Le maire de Piombino, Francesco Ferrari, de Fratelli d’Italia, ne se résigne pas à la décision prise par le gouvernement Draghi d’installer le navire de regazéification Golar Tundra, acheté par Snam, pour stopper la coupure des approvisionnements russes dans le port de sa ville , à quelques pas des habitations, sans réaliser d’étude d’impact sur l’environnement afin de raccourcir les délais et la procédure. Et le 7 octobre, à l’issue de la deuxième réunion de la Conférence des services qui a réuni 36 entités à Florence et qui devra se prononcer sur le système, Ferrari a volé la vedette au président de la Région, Eugenio Giani (Pd) , faisant appel au nouvel exécutif.
«Le futur gouvernement – a déclaré le maire de Piombino – devrait être investi de la décision sur l’usine de regazéification qui a été prise par le précédent.
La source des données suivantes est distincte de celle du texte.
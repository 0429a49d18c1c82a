// All LLM prompt templates for the generation pipeline.
// Reuses cross-cutting fragments from llm_client::prompts.

/// Intent extraction prompt. Replace `{prompt}` before sending.
pub const INTENT_PROMPT_TEMPLATE: &str = r#"Classify the following request for a web page.

Return a JSON object with this EXACT schema (no extra fields):
{
  "industry": "string",
  "tone": "string",
  "mode": "dark" | "light",
  "wants_trust": true | false,
  "wants_case_studies": true | false
}

User prompt:
{prompt}"#;

/// Section planning prompt. Replace `{intent_json}` before sending.
pub const PLAN_PROMPT_TEMPLATE: &str = r#"Plan the sections of a landing page for this intent.

Return ONLY a JSON array of section identifiers, in rendering order.

Allowed sections:
["hero","credibility","services","workflow","case_studies","cta"]

Intent:
{intent_json}"#;

/// Per-section copy prompt.
/// Replace: {section}, {industry}, {tone}, {brand}
pub const COPY_PROMPT_TEMPLATE: &str = r#"Generate premium landing page copy.

Return ONLY a JSON object of string fields (for example "headline", "subtext", "button").

Section: {section}
Industry: {industry}
Tone: {tone}
Brand name: {brand}"#;

/// System prompt for single-call design generation (repair policy).
pub const DESIGN_SYSTEM: &str = "You are a senior product designer and UX architect.

Your job:
- Understand the user's intent
- Decide page structure yourself
- Decide tone and visual direction
- Decide which sections are necessary
- Include image intent for each section

RULES:
- No templates
- No assumptions unless necessary
- Output ONLY valid JSON
- JSON MUST contain:
  - layout
  - tone
  - components (array, never empty)

Each component MUST include:
- type
- purpose
- editable
- content
- imageIntent";

/// System prompt for validated UI generation (validate policy).
pub const UX_SYSTEM: &str = "You are an expert UX intelligence engine.

You do NOT generate images or icons.
You do NOT assume asset libraries.

Your job:
- Understand user intent
- Decide what visual elements are needed
- Decide UX behaviors
- Describe everything abstractly and structurally

RULES:
- Output VALID JSON ONLY
- The top-level value MUST be an object with a non-empty \"sections\" array
- No markdown
- No explanations
- No assets";

/// User turn for the single-call policies. Replace `{prompt}` before sending.
pub const USER_REQUEST_TEMPLATE: &str = "USER REQUEST:\n{prompt}";
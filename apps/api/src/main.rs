mod config;
mod errors;
mod generation;
mod llm_client;
mod routes;
mod state;

use std::net::SocketAddr;
use std::sync::Arc;

use anyhow::Result;
use tower_http::{cors::CorsLayer, trace::TraceLayer};
use tracing::{info, warn};
use tracing_subscriber::{layer::SubscriberExt, util::SubscriberInitExt, EnvFilter};

use crate::config::Config;
use crate::generation::orchestrator::Orchestrator;
use crate::routes::build_router;
use crate::state::AppState;

#[tokio::main]
async fn main() -> Result<()> {
    // Load configuration first (fails fast on malformed values, or a missing key with REQUIRE_LLM)
    let config = Config::from_env()?;

    // Initialize structured logging
    tracing_subscriber::registry()
        .with(EnvFilter::try_from_default_env().unwrap_or_else(|_| {
            EnvFilter::new(format!("{}={}", env!("CARGO_PKG_NAME"), &config.rust_log))
        }))
        .with(tracing_subscriber::fmt::layer())
        .init();

    info!("Starting Kahab UI engine v{}", env!("CARGO_PKG_VERSION"));

    let orchestrator = Orchestrator::from_config(&config)?;
    match orchestrator.model_name() {
        Some(model) => info!("LLM client initialized (model: {model})"),
        None => warn!("GEMINI_API_KEY not set: model disabled, serving local fallbacks only"),
    }
    info!("Default resilience policy: {}", config.default_policy);

    let state = AppState {
        orchestrator: Arc::new(orchestrator),
        config: config.clone(),
    };

    // Permissive CORS matches the existing frontend; restrict origins before exposing publicly.
    let app = build_router(state)
        .layer(TraceLayer::new_for_http())
        .layer(CorsLayer::permissive());

    let addr: SocketAddr = format!("0.0.0.0:{}", config.port).parse()?;
    info!("Listening on {addr}");

    let listener = tokio::net::TcpListener::bind(addr).await?;
    axum::serve(listener, app).await?;

    Ok(())
}
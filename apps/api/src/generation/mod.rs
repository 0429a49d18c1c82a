// UI generation pipeline: intent → plan → copy → repair/validate → fallback.
// All model calls go through llm_client — no direct Gemini calls here.

pub mod assets;
pub mod document;
pub mod fallback;
pub mod handlers;
pub mod intent;
pub mod orchestrator;
pub mod planner;
pub mod prompts;
pub mod repair;
pub mod sections;
pub mod theme;
pub mod validator;
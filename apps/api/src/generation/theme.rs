//! Theme engine — a pure function of the intent's colour mode.

use serde::Serialize;

use crate::generation::intent::{ColorMode, Intent};

#[derive(Debug, Clone, PartialEq, Eq, Serialize)]
pub struct Palette {
    pub primary: &'static str,
    pub background: &'static str,
    pub surface: &'static str,
    pub text: &'static str,
}

#[derive(Debug, Clone, PartialEq, Eq, Serialize)]
pub struct FontPair {
    pub heading: &'static str,
    pub body: &'static str,
}

#[derive(Debug, Clone, PartialEq, Eq, Serialize)]
pub struct Theme {
    pub mode: ColorMode,
    pub colors: Palette,
    pub fonts: FontPair,
}

pub const DARK_PALETTE: Palette = Palette {
    primary: "#D4AF37",
    background: "#0B0B0B",
    surface: "#111827",
    text: "#F9FAFB",
};

pub const LIGHT_PALETTE: Palette = Palette {
    primary: "#2563EB",
    background: "#FFFFFF",
    surface: "#111827",
    text: "#111827",
};

pub const FONTS: FontPair = FontPair {
    heading: "Inter",
    body: "Inter",
};

pub fn derive_theme(intent: &Intent) -> Theme {
    let colors = match intent.mode {
        ColorMode::Dark => DARK_PALETTE,
        ColorMode::Light => LIGHT_PALETTE,
    };
    Theme {
        mode: intent.mode,
        colors,
        fonts: FONTS,
    }
}

#[cfg(test)]
mod tests {
    use super::*;

    fn intent(mode: ColorMode, industry: &str) -> Intent {
        Intent {
            industry: industry.to_string(),
            tone: "bold".to_string(),
            mode,
            wants_trust: true,
            wants_case_studies: false,
        }
    }

    #[test]
    fn test_dark_mode_yields_dark_palette() {
        let theme = derive_theme(&intent(ColorMode::Dark, "Fintech"));
        assert_eq!(theme.colors, DARK_PALETTE);
        assert_eq!(theme.mode, ColorMode::Dark);
    }

    #[test]
    fn test_light_mode_yields_light_palette() {
        let theme = derive_theme(&intent(ColorMode::Light, "Fintech"));
        assert_eq!(theme.colors, LIGHT_PALETTE);
    }

    #[test]
    fn test_theme_depends_only_on_mode() {
        let a = derive_theme(&intent(ColorMode::Dark, "Healthcare"));
        let b = derive_theme(&intent(ColorMode::Dark, "Gaming"));
        assert_eq!(a, b);
        assert_eq!(a, derive_theme(&intent(ColorMode::Dark, "Healthcare")));
    }

    #[test]
    fn test_fonts_are_constant() {
        let dark = derive_theme(&intent(ColorMode::Dark, "x"));
        let light = derive_theme(&intent(ColorMode::Light, "x"));
        assert_eq!(dark.fonts, light.fonts);
        assert_eq!(dark.fonts.heading, "Inter");
    }

    #[test]
    fn test_theme_serializes_hex_colors() {
        let json = serde_json::to_value(derive_theme(&intent(ColorMode::Light, "x"))).unwrap();
        assert_eq!(json["mode"], "light");
        assert_eq!(json["colors"]["primary"], "#2563EB");
        assert_eq!(json["fonts"]["body"], "Inter");
    }
}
Nous soulevons des questions techniques, et non politiques, auxquelles le Snam n’a pas répondu aujourd’hui : nos préoccupations – a-t-il ajouté, précisant parler au nom de la ville – ne concernent pas la couleur du navire qui arrivera au port, mais la sécurité de ceux dans le port, ça y travaille, pour celui des millions de touristes qui embarquent sur les ferries, pour la santé publique ».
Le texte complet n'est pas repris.